** EXCERPTED RECORDS **
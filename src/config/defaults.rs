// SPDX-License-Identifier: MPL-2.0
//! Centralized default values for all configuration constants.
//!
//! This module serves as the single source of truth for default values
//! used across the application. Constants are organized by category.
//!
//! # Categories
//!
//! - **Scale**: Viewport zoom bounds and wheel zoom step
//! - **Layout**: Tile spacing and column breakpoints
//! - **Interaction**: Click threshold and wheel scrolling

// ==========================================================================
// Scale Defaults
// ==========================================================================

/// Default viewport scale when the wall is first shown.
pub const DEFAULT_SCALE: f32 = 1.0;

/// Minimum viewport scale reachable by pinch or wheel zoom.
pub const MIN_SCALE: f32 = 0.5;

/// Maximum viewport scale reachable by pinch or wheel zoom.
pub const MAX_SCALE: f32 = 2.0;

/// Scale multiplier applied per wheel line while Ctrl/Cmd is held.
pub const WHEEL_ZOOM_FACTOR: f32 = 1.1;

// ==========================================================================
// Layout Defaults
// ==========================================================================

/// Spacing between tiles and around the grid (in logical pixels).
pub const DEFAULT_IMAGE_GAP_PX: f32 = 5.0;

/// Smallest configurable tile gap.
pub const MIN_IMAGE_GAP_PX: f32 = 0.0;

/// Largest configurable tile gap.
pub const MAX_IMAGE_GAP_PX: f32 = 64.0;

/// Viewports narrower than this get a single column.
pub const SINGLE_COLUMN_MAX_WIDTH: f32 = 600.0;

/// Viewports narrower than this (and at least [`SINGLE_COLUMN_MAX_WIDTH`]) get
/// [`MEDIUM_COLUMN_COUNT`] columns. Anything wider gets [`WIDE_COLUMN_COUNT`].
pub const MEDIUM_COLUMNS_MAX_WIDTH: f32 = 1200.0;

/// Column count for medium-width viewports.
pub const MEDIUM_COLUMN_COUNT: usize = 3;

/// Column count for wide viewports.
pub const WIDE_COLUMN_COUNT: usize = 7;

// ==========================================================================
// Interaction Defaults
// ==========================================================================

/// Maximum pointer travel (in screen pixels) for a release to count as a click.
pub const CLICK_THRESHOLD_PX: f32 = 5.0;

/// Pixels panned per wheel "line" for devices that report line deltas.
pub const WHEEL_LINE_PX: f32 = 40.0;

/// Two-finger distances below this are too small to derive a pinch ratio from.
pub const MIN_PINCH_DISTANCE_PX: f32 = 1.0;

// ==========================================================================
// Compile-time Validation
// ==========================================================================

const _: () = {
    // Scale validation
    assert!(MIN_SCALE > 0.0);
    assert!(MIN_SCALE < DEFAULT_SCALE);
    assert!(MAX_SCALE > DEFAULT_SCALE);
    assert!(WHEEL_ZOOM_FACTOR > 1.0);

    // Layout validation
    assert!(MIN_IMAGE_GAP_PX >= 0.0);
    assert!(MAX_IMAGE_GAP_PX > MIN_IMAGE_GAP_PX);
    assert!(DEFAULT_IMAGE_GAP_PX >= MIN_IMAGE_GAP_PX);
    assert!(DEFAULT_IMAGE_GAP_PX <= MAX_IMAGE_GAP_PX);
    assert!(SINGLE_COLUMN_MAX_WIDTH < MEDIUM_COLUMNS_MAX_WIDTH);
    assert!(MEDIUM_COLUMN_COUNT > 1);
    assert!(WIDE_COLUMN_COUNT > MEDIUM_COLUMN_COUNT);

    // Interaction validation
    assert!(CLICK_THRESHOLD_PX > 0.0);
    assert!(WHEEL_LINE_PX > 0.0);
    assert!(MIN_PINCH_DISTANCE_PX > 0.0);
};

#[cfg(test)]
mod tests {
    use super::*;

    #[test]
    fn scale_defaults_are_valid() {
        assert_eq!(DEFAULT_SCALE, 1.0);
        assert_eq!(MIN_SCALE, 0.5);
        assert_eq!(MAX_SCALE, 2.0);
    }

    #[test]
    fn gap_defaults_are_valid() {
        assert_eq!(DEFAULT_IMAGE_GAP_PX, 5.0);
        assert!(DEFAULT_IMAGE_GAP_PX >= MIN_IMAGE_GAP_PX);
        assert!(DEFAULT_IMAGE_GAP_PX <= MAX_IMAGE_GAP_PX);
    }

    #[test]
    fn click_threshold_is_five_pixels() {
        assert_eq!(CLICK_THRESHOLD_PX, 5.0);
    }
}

** WHAT NEEDS TO BE DONE **
Working from the material above, retype exactly the lines from the one with "pub const WIDE_COLUMN_COUNT: usize = 7;" through the one with "assert!(MIN_SCALE < DEFAULT_SCALE);", both included, and only those lines.

** TASK RESULT **
pub const WIDE_COLUMN_COUNT: usize = 7;

// ==========================================================================
// Interaction Defaults
// ==========================================================================

/// Maximum pointer travel (in screen pixels) for a release to count as a click.
pub const CLICK_THRESHOLD_PX: f32 = 5.0;

/// Pixels panned per wheel "line" for devices that report line deltas.
pub const WHEEL_LINE_PX: f32 = 40.0;

/// Two-finger distances below this are too small to derive a pinch ratio from.
pub const MIN_PINCH_DISTANCE_PX: f32 = 1.0;

// ==========================================================================
// Compile-time Validation
// ==========================================================================

const _: () = {
    // Scale validation
    assert!(MIN_SCALE > 0.0);
    assert!(MIN_SCALE < DEFAULT_SCALE);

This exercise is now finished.